8. Speaking of touring, with the range of styles and sounds Nachtmystium has developed over the years, how do you formulate a set list every night? Do you tend to choose more songs from the last 5-6 years because that’s where the band has evolved to or do you pull out older songs to even the set and appease longtime fans?
It all depends on the show or tour package.  That’s the nice thing about having a diverse catalog, you can shape shift to make more sense with certain sets for certain audiences.

9. There have been a lot of members of Nachtmystium over the years, do you feel that you’ve reached a steady/favorite line up finally?
Absolutely.  We have been the same band more or less for two years now and have played more shows in those two years than we did in the nine years proceeding this line up.  We are more stable than ever I’d say, and everyone involved seems to be really into what we are doing as a group.  It feels like a “band” more than ever before, which is a great thing.
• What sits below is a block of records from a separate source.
use std::path::PathBuf;
use std::time::Duration;

use vitalwatch_events::lifecycle::{LifecycleConfig, DEFAULT_ALERT_SOURCE};
use vitalwatch_events::sink::DEFAULT_PUSH_TIMEOUT;

/// Server configuration loaded from environment variables.
///
/// All fields have defaults suitable for local development.
#[derive(Debug, Clone)]
pub struct ServerConfig {
    /// Bind address (default: `0.0.0.0`).
    pub host: String,
    /// Bind port (default: `3000`).
    pub port: u16,
    /// Allowed CORS origins, parsed from comma-separated `CORS_ORIGINS` env var.
    pub cors_origins: Vec<String>,
    /// HTTP request timeout in seconds (default: `30`). Not applied to the
    /// streaming endpoints.
    pub request_timeout_secs: u64,
    /// Time allowed for connections to drain on shutdown (default: `30`).
    pub shutdown_timeout_secs: u64,
    /// Alert rules JSON file. Missing or invalid files fall back to the
    /// built-in rules.
    pub alert_rules_path: PathBuf,
    /// `source` field stamped on every alert.
    pub alert_source: String,
    /// How long a WebSocket push may wait for the connection writer.
    pub push_send_timeout_ms: u64,
    /// How long acknowledged or escalated alerts remain queryable.
    pub resolved_alert_retention_secs: u64,
}

impl ServerConfig {
    /// Load configuration from environment variables with defaults.
    ///
    /// | Env Var                         | Default                  |
    /// |---------------------------------|--------------------------|
    /// | `HOST`                          | `0.0.0.0`                |
    /// | `PORT`                          | `3000`                   |
    /// | `CORS_ORIGINS`                  | `http://localhost:5173`  |
    /// | `REQUEST_TIMEOUT_SECS`          | `30`                     |
    /// | `SHUTDOWN_TIMEOUT_SECS`         | `30`                     |
    /// | `ALERT_RULES_PATH`              | `config/alert_rules.json`|
    /// | `ALERT_SOURCE`                  | `vitalwatch`             |
    /// | `PUSH_SEND_TIMEOUT_MS`          | `2000`                   |
    /// | `RESOLVED_ALERT_RETENTION_SECS` | `300`                    |
    pub fn from_env() -> Self {
        let host = std::env::var("HOST").unwrap_or_else(|_| "0.0.0.0".into());

        let port: u16 = std::env::var("PORT")
            .unwrap_or_else(|_| "3000".into())
            .parse()
            .expect("PORT must be a valid u16");

        let cors_origins: Vec<String> = std::env::var("CORS_ORIGINS")
            .unwrap_or_else(|_| "http://localhost:5173".into())
            .split(',')
            .map(|s| s.trim().to_string())
            .filter(|s| !s.is_empty())
            .collect();

        let request_timeout_secs: u64 = std::env::var("REQUEST_TIMEOUT_SECS")
            .unwrap_or_else(|_| "30".into())
            .parse()
            .expect("REQUEST_TIMEOUT_SECS must be a valid u64");

        let shutdown_timeout_secs: u64 = std::env::var("SHUTDOWN_TIMEOUT_SECS")
            .unwrap_or_else(|_| "30".into())
            .parse()
            .expect("SHUTDOWN_TIMEOUT_SECS must be a valid u64");

        let alert_rules_path = std::env::var("ALERT_RULES_PATH")
            .unwrap_or_else(|_| "config/alert_rules.json".into())
            .into();

        let alert_source =
            std::env::var("ALERT_SOURCE").unwrap_or_else(|_| DEFAULT_ALERT_SOURCE.into());

        let push_send_timeout_ms: u64 = std::env::var("PUSH_SEND_TIMEOUT_MS")
            .unwrap_or_else(|_| DEFAULT_PUSH_TIMEOUT.as_millis().to_string())
            .parse()
            .expect("PUSH_SEND_TIMEOUT_MS must be a valid u64");

        let resolved_alert_retention_secs: u64 = std::env::var("RESOLVED_ALERT_RETENTION_SECS")
            .unwrap_or_else(|_| "300".into())
            .parse()
            .expect("RESOLVED_ALERT_RETENTION_SECS must be a valid u64");

        Self {
            host,
            port,
            cors_origins,
            request_timeout_secs,
            shutdown_timeout_secs,
            alert_rules_path,
            alert_source,
            push_send_timeout_ms,
            resolved_alert_retention_secs,
        }
    }

    pub fn push_send_timeout(&self) -> Duration {
        Duration::from_millis(self.push_send_timeout_ms)
    }

    pub fn lifecycle(&self) -> LifecycleConfig {
        LifecycleConfig {
            source: self.alert_source.clone(),
            resolved_retention: Duration::from_secs(self.resolved_alert_retention_secs),
        }
    }
}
10. With everywhere that Nachtmystium has played, do you have a favorite venue to play? Do you prefer playing stadiums to clubs or would you be happy playing in someone’s backyard?
I prefer playing in tiny clubs or DIY spots.  It’s way more intense and personal for both us and the crowds.  Big venues, festival stages, etc tend to be a bit impersonal, so I’ll take the basement show with a bring your own beer policy over the arena gig any day of the week.


Sanford Parker:

11. With all the studio work you’ve done, do you prefer being in the studio as a musician or as an engineer/producer? That said, do you prefer the studio to the stage?
The Stage is where I prefer to be. I love the tribal/ritualistic vibe of pounding on instruments, screaming and just making people fear you.  I believe therapy through violence is a very positive thing. Live shows should be therapeutic not just entertaining.  With that being said the studio is my home away from home. As much as the stage is a way for me to get out my aggression, the studio is how I let the creative juices flow. I equally love being a producer as much as a musician. I can be very creative in both mind sets.

12. How do you separate yourself from being a member of the band to being the producer?
Just years of doing it, I have gotten to where I can switch left/right brains pretty well. I can pull myself out of the song and look at it from a producing point of view then dive back in as a musician to write and create.

13. What’s the main difference working on a Nachtmystium record as opposed to the recently released Artificial Madness by Chris Connelly stylistically and mentally?
A huge part of my job is knowing how to read people and interact accordingly. I have to figure out which guy is the trouble maker, which one is the complainer and which guy gets the job done. Working with Chris is a piece of cake. He’s just one guy and has the most gentle soul out of anyone I know. Nachtmystium on the other hand………is not one guy.